[AIM OF THE EXERCISE]:
Return all of the lines below exactly as they are.

[DATA FOR PROCESSING]:
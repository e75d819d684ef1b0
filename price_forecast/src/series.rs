//! Merging history and forecast into one chart series

use crate::data::HistoricalPoint;
use chrono::{DateTime, Utc};
use price_math::{add_months, month_label};
use serde::{Deserialize, Serialize};
use tracing::warn;

/// One labeled point of the combined chart series
///
/// Exactly one of `historical` and `forecast` is set.
#[derive(Debug, Clone, PartialEq, Serialize, Deserialize)]
#[serde(rename_all = "camelCase")]
pub struct CombinedPoint {
    /// Month and two-digit year, e.g. `Jan 24`
    pub label: String,
    pub historical: Option<f64>,
    pub forecast: Option<f64>,
}

impl CombinedPoint {
    /// Point carrying an observed cost
    pub fn observed(label: impl Into<String>, cost: f64) -> Self {
        Self {
            label: label.into(),
            historical: Some(cost),
            forecast: None,
        }
    }

    /// Point carrying a forecast value
    pub fn predicted(label: impl Into<String>, value: f64) -> Self {
        Self {
            label: label.into(),
            historical: None,
            forecast: Some(value),
        }
    }

    /// Whether this point belongs to the forecast part of the series
    pub fn is_forecast(&self) -> bool {
        self.forecast.is_some()
    }
}

/// Build the combined series, anchoring on the current time when history is empty
pub fn build_combined_series(historical: &[HistoricalPoint], forecast: &[f64]) -> Vec<CombinedPoint> {
    build_combined_series_from(historical, forecast, Utc::now())
}

/// Build the combined series with an explicit anchor for empty history
///
/// Historical points come first in their given order. Forecast value `i` is
/// labeled with the month `i + 1` months after the last historical timestamp
/// (or after `anchor` when there is no history).
pub fn build_combined_series_from(
    historical: &[HistoricalPoint],
    forecast: &[f64],
    anchor: DateTime<Utc>,
) -> Vec<CombinedPoint> {
    let mut combined = Vec::with_capacity(historical.len() + forecast.len());

    combined.extend(
        historical
            .iter()
            .map(|p| CombinedPoint::observed(month_label(&p.timestamp), p.cost)),
    );

    let cursor = historical.last().map(|p| p.timestamp).unwrap_or(anchor);

    for (i, &value) in forecast.iter().enumerate() {
        let step = u32::try_from(i + 1).unwrap_or(u32::MAX);
        let label = match add_months(&cursor, step) {
            Ok(date) => month_label(&date),
            Err(err) => {
                warn!(%err, step, "forecast date out of range, leaving label empty");
                String::new()
            }
        };
        combined.push(CombinedPoint::predicted(label, value));
    }

    combined
}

[EXERCISE ANSWER]:
repository e75d819d684ef1b0
filename price_forecast/src/series.rs
//! Merging history and forecast into one chart series

use crate::data::HistoricalPoint;
use chrono::{DateTime, Utc};
use price_math::{add_months, month_label};
use serde::{Deserialize, Serialize};
use tracing::warn;

/// One labeled point of the combined chart series
///
/// Exactly one of `historical` and `forecast` is set.
#[derive(Debug, Clone, PartialEq, Serialize, Deserialize)]
#[serde(rename_all = "camelCase")]
pub struct CombinedPoint {
    /// Month and two-digit year, e.g. `Jan 24`
    pub label: String,
    pub historical: Option<f64>,
    pub forecast: Option<f64>,
}

impl CombinedPoint {
    /// Point carrying an observed cost
    pub fn observed(label: impl Into<String>, cost: f64) -> Self {
        Self {
            label: label.into(),
            historical: Some(cost),
            forecast: None,
        }
    }

    /// Point carrying a forecast value
    pub fn predicted(label: impl Into<String>, value: f64) -> Self {
        Self {
            label: label.into(),
            historical: None,
            forecast: Some(value),
        }
    }

    /// Whether this point belongs to the forecast part of the series
    pub fn is_forecast(&self) -> bool {
        self.forecast.is_some()
    }
}

/// Build the combined series, anchoring on the current time when history is empty
pub fn build_combined_series(historical: &[HistoricalPoint], forecast: &[f64]) -> Vec<CombinedPoint> {
    build_combined_series_from(historical, forecast, Utc::now())
}

/// Build the combined series with an explicit anchor for empty history
///
/// Historical points come first in their given order. Forecast value `i` is
/// labeled with the month `i + 1` months after the last historical timestamp
/// (or after `anchor` when there is no history).
pub fn build_combined_series_from(
    historical: &[HistoricalPoint],
    forecast: &[f64],
    anchor: DateTime<Utc>,
) -> Vec<CombinedPoint> {
    let mut combined = Vec::with_capacity(historical.len() + forecast.len());

    combined.extend(
        historical
            .iter()
            .map(|p| CombinedPoint::observed(month_label(&p.timestamp), p.cost)),
    );

    let cursor = historical.last().map(|p| p.timestamp).unwrap_or(anchor);

    for (i, &value) in forecast.iter().enumerate() {
        let step = u32::try_from(i + 1).unwrap_or(u32::MAX);
        let label = match add_months(&cursor, step) {
            Ok(date) => month_label(&date),
            Err(err) => {
                warn!(%err, step, "forecast date out of range, leaving label empty");
                String::new()
            }
        };
        combined.push(CombinedPoint::predicted(label, value));
    }

    combined
}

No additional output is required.